_Problem to work on_
For the entries that follow, restate word for word the line containing "EBS volume reconciliation.", the line containing "are always tagged", and every line that lies between them.

Stored entries:
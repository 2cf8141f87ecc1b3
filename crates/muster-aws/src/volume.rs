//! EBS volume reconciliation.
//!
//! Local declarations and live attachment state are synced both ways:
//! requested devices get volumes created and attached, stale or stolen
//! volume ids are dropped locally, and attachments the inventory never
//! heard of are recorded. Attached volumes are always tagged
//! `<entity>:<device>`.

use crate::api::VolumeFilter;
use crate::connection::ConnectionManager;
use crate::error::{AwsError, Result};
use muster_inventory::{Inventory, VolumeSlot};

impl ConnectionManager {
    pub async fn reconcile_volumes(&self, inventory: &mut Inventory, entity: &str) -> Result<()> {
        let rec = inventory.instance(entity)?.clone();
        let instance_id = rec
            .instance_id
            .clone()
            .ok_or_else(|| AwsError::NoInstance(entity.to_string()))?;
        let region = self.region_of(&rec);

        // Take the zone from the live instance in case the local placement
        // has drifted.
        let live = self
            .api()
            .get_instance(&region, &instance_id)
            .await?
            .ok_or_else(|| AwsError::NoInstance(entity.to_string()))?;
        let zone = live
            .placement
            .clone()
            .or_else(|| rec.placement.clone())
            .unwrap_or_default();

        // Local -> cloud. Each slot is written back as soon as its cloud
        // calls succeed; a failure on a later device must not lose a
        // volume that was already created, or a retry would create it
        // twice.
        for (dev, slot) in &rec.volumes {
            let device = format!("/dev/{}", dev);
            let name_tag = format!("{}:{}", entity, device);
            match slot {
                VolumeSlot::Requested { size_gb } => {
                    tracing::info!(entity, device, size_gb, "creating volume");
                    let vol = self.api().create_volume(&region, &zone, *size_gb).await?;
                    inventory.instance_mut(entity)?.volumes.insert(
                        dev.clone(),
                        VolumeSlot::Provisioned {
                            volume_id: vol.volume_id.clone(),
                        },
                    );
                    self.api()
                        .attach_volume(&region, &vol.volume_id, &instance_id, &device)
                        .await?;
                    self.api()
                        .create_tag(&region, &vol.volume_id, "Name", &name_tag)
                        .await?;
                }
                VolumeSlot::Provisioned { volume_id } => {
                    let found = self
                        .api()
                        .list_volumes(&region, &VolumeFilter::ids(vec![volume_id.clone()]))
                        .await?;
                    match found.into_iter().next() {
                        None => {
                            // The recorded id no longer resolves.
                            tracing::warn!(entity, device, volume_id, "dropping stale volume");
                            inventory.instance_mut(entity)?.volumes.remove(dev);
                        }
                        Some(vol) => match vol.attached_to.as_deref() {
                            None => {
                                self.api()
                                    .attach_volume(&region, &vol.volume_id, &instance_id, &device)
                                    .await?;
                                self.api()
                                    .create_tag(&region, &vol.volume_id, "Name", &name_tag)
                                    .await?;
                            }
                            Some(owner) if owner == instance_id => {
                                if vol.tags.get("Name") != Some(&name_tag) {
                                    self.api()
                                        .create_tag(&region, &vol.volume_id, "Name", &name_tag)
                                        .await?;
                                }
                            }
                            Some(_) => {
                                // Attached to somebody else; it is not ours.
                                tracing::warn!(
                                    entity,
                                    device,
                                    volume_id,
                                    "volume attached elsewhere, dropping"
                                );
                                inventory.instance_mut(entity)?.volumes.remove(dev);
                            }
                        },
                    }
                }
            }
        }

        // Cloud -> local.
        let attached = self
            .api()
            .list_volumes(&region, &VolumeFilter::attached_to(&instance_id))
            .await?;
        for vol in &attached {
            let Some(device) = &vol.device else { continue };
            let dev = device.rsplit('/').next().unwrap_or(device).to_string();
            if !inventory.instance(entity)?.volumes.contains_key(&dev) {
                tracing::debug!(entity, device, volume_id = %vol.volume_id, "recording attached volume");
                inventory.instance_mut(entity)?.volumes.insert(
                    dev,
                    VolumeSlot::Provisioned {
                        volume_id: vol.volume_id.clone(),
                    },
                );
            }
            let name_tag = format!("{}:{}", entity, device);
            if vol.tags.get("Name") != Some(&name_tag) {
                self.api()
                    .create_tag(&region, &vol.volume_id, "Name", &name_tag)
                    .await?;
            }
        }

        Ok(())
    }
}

_Exercise result_
//! EBS volume reconciliation.
//!
//! Local declarations and live attachment state are synced both ways:
//! requested devices get volumes created and attached, stale or stolen
//! volume ids are dropped locally, and attachments the inventory never
//! heard of are recorded. Attached volumes are always tagged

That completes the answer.